Problem requirements: Search the material for the string "export" and copy each line where it occurs.

Task inputs:
//! Host input/output contracts

use crate::value::DataType;

/// A named, typed value the host supplies or reads
#[derive(Debug, Clone, PartialEq, Eq)]
#[cfg_attr(feature = "serde", derive(serde::Serialize, serde::Deserialize))]
pub struct ValueSlot {
    pub name: String,
    pub data_type: DataType,
}

/// A named repeating group with its own shape
#[derive(Debug, Clone, PartialEq, Eq)]
#[cfg_attr(feature = "serde", derive(serde::Serialize, serde::Deserialize))]
pub struct SectionSlot {
    pub name: String,
    pub shape: Shape,
}

/// Slots of one side of the host contract
///
/// ```rust
/// use formcomp_compiler::{DataType, Shape};
///
/// let inputs = Shape::new()
///     .value("customer", DataType::String)
///     .section("orders", Shape::new().value("amount", DataType::Numeric));
/// assert_eq!(inputs.value_slot("Customer").unwrap().data_type, DataType::String);
/// ```
#[derive(Debug, Clone, PartialEq, Eq, Default)]
#[cfg_attr(feature = "serde", derive(serde::Serialize, serde::Deserialize))]
pub struct Shape {
    pub values: Vec<ValueSlot>,
    pub sections: Vec<SectionSlot>,
}

impl Shape {
    pub fn new() -> Self {
        Self::default()
    }

    pub fn value(mut self, name: impl Into<String>, data_type: DataType) -> Self {
        self.values.push(ValueSlot {
            name: name.into(),
            data_type,
        });
        self
    }

    pub fn section(mut self, name: impl Into<String>, shape: Shape) -> Self {
        self.sections.push(SectionSlot {
            name: name.into(),
            shape,
        });
        self
    }

    /// Look up a value slot (case-insensitive)
    pub fn value_slot(&self, name: &str) -> Option<&ValueSlot> {
        self.values.iter().find(|s| s.name.eq_ignore_ascii_case(name))
    }

    /// Look up a section slot (case-insensitive)
    pub fn section_slot(&self, name: &str) -> Option<&SectionSlot> {
        self.sections
            .iter()
            .find(|s| s.name.eq_ignore_ascii_case(name))
    }
}
//! # formcomp
//!
//! Compile spreadsheet formulas into directly executable computations.
//!
//! A spreadsheet supplies the logic; the host program supplies typed inputs and reads typed
//! outputs. Formulas are parsed, bound to the host's contract, simplified once, and then
//! evaluated without touching formula text again.
//!
//! ## Features
//!
//! - A1 and R1C1 formulas, defined names, multiple sheets
//! - Repeating sections bound to host collections
//! - Aggregators (`SUM`, `AVERAGE`, `STDEV`, ...) rewritten into primitive folds
//! - Constant folding, sharing of identical subexpressions and inlining of intermediates
//! - Double, decimal and scaled-integer arithmetic
//!
//! ## Example
//!
//! ```rust
//! use formcomp::prelude::*;
//!
//! let mut book = Spreadsheet::new();
//! let sheet = book.sheet_mut(0).unwrap();
//! sheet.set_cell_value("A1", 0.1).unwrap();
//! sheet.set_cell_value("B1", 0.05).unwrap();
//! sheet.set_cell_formula("C1", "=MAX(A1,B1)").unwrap();
//!
//! let config = CompilerConfig::default().with_numeric_type("decimal:2".parse().unwrap());
//! let mut builder = EngineBuilder::with_config(
//!     &book,
//!     Shape::new(),
//!     Shape::new().value("RebateOp", DataType::String),
//!     config,
//! )
//! .unwrap();
//! builder.output("C1", "RebateOp").unwrap();
//! let engine = builder.build().unwrap();
//!
//! let record = Record::new();
//! let computation = engine.computation(&record);
//! assert_eq!(computation.get("rebateop").unwrap(), Value::text("0.1"));
//! ```

pub mod builder;
pub mod prelude;

pub use builder::EngineBuilder;

// Re-export core types
pub use formcomp_core::{
    CellAddress, CellIndex, CellRange, CellValue, Error, LoaderRegistry, NamedRange,
    RangeIndex, ReferenceStyle, Result, Sheet, Spreadsheet, SpreadsheetLoader,
};

// Re-export formula types
pub use formcomp_formula::{
    parse_formula, Aggregator, FormulaExpr, Function, ParseContext, ParseError, ParseErrorKind,
};

// Re-export compiler types
pub use formcomp_compiler::{
    CompilerConfig, CompilerError, CompilerResult, Computation, ComputationModel,
    ComputationOptions, DataType, Engine, EvalError, EvalResult, Inputs, Number, NumericError,
    NumericType, NumericTypeSpec, Orientation, Record, RoundingMode, SectionKey, SectionRow,
    Shape, Value,
};
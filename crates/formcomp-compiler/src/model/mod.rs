//! Computation model: sections, cells and the expression arena
//!
//! The binder builds a [`ComputationModel`], the transformer mutates it in place, and the
//! engine finally takes ownership of the frozen result. Sections, cells and expression nodes
//! live in arenas and refer to each other by index.

mod describe;
mod expr;

use std::fmt;

use formcomp_core::{CellIndex, RangeIndex};

pub use expr::{ExprArena, ExprId, ExprNode, Operator};

use crate::shape::Shape;
use crate::value::{DataType, Value};

/// Index of a cell in a [`ComputationModel`]
#[derive(Debug, Clone, Copy, PartialEq, Eq, Hash, PartialOrd, Ord)]
pub struct CellId(u32);

impl CellId {
    pub fn index(self) -> usize {
        self.0 as usize
    }
}

/// Index of a section in a [`ComputationModel`]; the root section is always index 0
#[derive(Debug, Clone, Copy, PartialEq, Eq, Hash, PartialOrd, Ord)]
pub struct SectionId(u32);

impl SectionId {
    pub const ROOT: SectionId = SectionId(0);

    pub fn index(self) -> usize {
        self.0 as usize
    }
}

/// Direction in which a repeating section grows
#[derive(Debug, Clone, Copy, PartialEq, Eq, Hash, Default)]
#[cfg_attr(feature = "serde", derive(serde::Serialize, serde::Deserialize))]
pub enum Orientation {
    /// One repetition per row
    #[default]
    Vertical,
    /// One repetition per column
    Horizontal,
}

impl fmt::Display for Orientation {
    fn fmt(&self, f: &mut fmt::Formatter<'_>) -> fmt::Result {
        f.write_str(match self {
            Orientation::Vertical => "vertical",
            Orientation::Horizontal => "horizontal",
        })
    }
}

/// A cell taking part in the computation
#[derive(Debug, Clone)]
pub struct CellModel {
    /// Display name, e.g. `B3` or `Rates!B3`
    pub name: String,
    pub index: CellIndex,
    pub section: SectionId,
    pub constant: Option<Value>,
    pub expression: Option<ExprId>,
    pub data_type: Option<DataType>,
    /// Input slot supplying the cell's value
    pub input: Option<String>,
    /// Output slots reading the cell
    pub outputs: Vec<String>,
    removed: bool,
}

impl CellModel {
    pub fn is_input(&self) -> bool {
        self.input.is_some()
    }

    pub fn is_output(&self) -> bool {
        !self.outputs.is_empty()
    }

    pub fn is_removed(&self) -> bool {
        self.removed
    }
}

/// The root section or a repeating section
#[derive(Debug, Clone)]
pub struct SectionModel {
    pub name: String,
    pub parent: Option<SectionId>,
    pub children: Vec<SectionId>,
    pub cells: Vec<CellId>,
    pub orientation: Orientation,
    /// Full extent on the sheet; `None` for the root
    pub range: Option<RangeIndex>,
    /// The first repetition, which holds the formulas; `None` for the root
    pub template: Option<RangeIndex>,
    pub input_slot: Option<String>,
    pub output_slot: Option<String>,
}

/// Sections, cells and expressions of one compilation
#[derive(Debug, Clone)]
pub struct ComputationModel {
    sections: Vec<SectionModel>,
    cells: Vec<CellModel>,
    exprs: ExprArena,
    input_shape: Shape,
    output_shape: Shape,
}

impl ComputationModel {
    /// A model holding only the root section
    pub fn new(input_shape: Shape, output_shape: Shape) -> Self {
        let root = SectionModel {
            name: "root".to_string(),
            parent: None,
            children: Vec::new(),
            cells: Vec::new(),
            orientation: Orientation::Vertical,
            range: None,
            template: None,
            input_slot: None,
            output_slot: None,
        };
        Self {
            sections: vec![root],
            cells: Vec::new(),
            exprs: ExprArena::new(),
            input_shape,
            output_shape,
        }
    }

    // === Sections ===

    pub fn root(&self) -> SectionId {
        SectionId::ROOT
    }

    pub fn section(&self, id: SectionId) -> &SectionModel {
        &self.sections[id.index()]
    }

    pub fn section_mut(&mut self, id: SectionId) -> &mut SectionModel {
        &mut self.sections[id.index()]
    }

    pub fn sections(&self) -> impl Iterator<Item = (SectionId, &SectionModel)> {
        self.sections
            .iter()
            .enumerate()
            .map(|(i, s)| (SectionId(i as u32), s))
    }

    pub fn add_section(
        &mut self,
        parent: SectionId,
        name: impl Into<String>,
        orientation: Orientation,
        range: RangeIndex,
        template: RangeIndex,
    ) -> SectionId {
        let id = SectionId(self.sections.len() as u32);
        self.sections.push(SectionModel {
            name: name.into(),
            parent: Some(parent),
            children: Vec::new(),
            cells: Vec::new(),
            orientation,
            range: Some(range),
            template: Some(template),
            input_slot: None,
            output_slot: None,
        });
        self.sections[parent.index()].children.push(id);
        id
    }

    pub fn depth(&self, section: SectionId) -> usize {
        let mut depth = 0;
        let mut current = section;
        while let Some(parent) = self.section(current).parent {
            depth += 1;
            current = parent;
        }
        depth
    }

    /// Whether `ancestor` is `section` or one of its enclosing sections
    pub fn is_ancestor(&self, ancestor: SectionId, section: SectionId) -> bool {
        let mut current = Some(section);
        while let Some(id) = current {
            if id == ancestor {
                return true;
            }
            current = self.section(id).parent;
        }
        false
    }

    /// Innermost section enclosing both `a` and `b`
    pub fn common_ancestor(&self, a: SectionId, b: SectionId) -> SectionId {
        let (mut a, mut b) = (a, b);
        let (mut da, mut db) = (self.depth(a), self.depth(b));
        while da > db {
            a = self.section(a).parent.unwrap_or(SectionId::ROOT);
            da -= 1;
        }
        while db > da {
            b = self.section(b).parent.unwrap_or(SectionId::ROOT);
            db -= 1;
        }
        while a != b {
            a = self.section(a).parent.unwrap_or(SectionId::ROOT);
            b = self.section(b).parent.unwrap_or(SectionId::ROOT);
        }
        a
    }

    // === Cells ===

    pub fn cell(&self, id: CellId) -> &CellModel {
        &self.cells[id.index()]
    }

    pub fn cell_mut(&mut self, id: CellId) -> &mut CellModel {
        &mut self.cells[id.index()]
    }

    /// Cells still taking part in the computation
    pub fn cells(&self) -> impl Iterator<Item = (CellId, &CellModel)> {
        self.cells
            .iter()
            .enumerate()
            .filter(|(_, c)| !c.removed)
            .map(|(i, c)| (CellId(i as u32), c))
    }

    pub fn cell_ids(&self) -> Vec<CellId> {
        self.cells().map(|(id, _)| id).collect()
    }

    pub fn add_cell(
        &mut self,
        section: SectionId,
        name: impl Into<String>,
        index: CellIndex,
    ) -> CellId {
        let id = CellId(self.cells.len() as u32);
        self.cells.push(CellModel {
            name: name.into(),
            index,
            section,
            constant: None,
            expression: None,
            data_type: None,
            input: None,
            outputs: Vec::new(),
            removed: false,
        });
        self.sections[section.index()].cells.push(id);
        id
    }

    /// Take a cell out of its section; its id stays valid but is no longer listed
    pub fn remove_cell(&mut self, id: CellId) {
        let section = self.cells[id.index()].section;
        self.cells[id.index()].removed = true;
        self.sections[section.index()].cells.retain(|c| *c != id);
    }

    /// Live cell bound to `slot` as an output of `section`
    pub fn output_cell(&self, section: SectionId, slot: &str) -> Option<CellId> {
        self.section(section)
            .cells
            .iter()
            .copied()
            .find(|id| self.cell(*id).outputs.iter().any(|o| o == slot))
    }

    /// Child section of `section` bound to the output section slot `slot`
    pub fn output_section(&self, section: SectionId, slot: &str) -> Option<SectionId> {
        self.section(section)
            .children
            .iter()
            .copied()
            .find(|id| self.section(*id).output_slot.as_deref() == Some(slot))
    }

    /// Expression roots of all live cells
    pub fn expression_roots(&self) -> Vec<ExprId> {
        self.cells().filter_map(|(_, c)| c.expression).collect()
    }

    // === Expressions ===

    pub fn exprs(&self) -> &ExprArena {
        &self.exprs
    }

    pub fn exprs_mut(&mut self) -> &mut ExprArena {
        &mut self.exprs
    }

    pub fn expr(&self, id: ExprId) -> &ExprNode {
        self.exprs.get(id)
    }

    pub fn add_expr(&mut self, node: ExprNode) -> ExprId {
        self.exprs.add(node)
    }

    // === Contract ===

    pub fn input_shape(&self) -> &Shape {
        &self.input_shape
    }

    pub fn output_shape(&self) -> &Shape {
        &self.output_shape
    }
}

Expected output:
// Re-export core types
// Re-export formula types
// Re-export compiler types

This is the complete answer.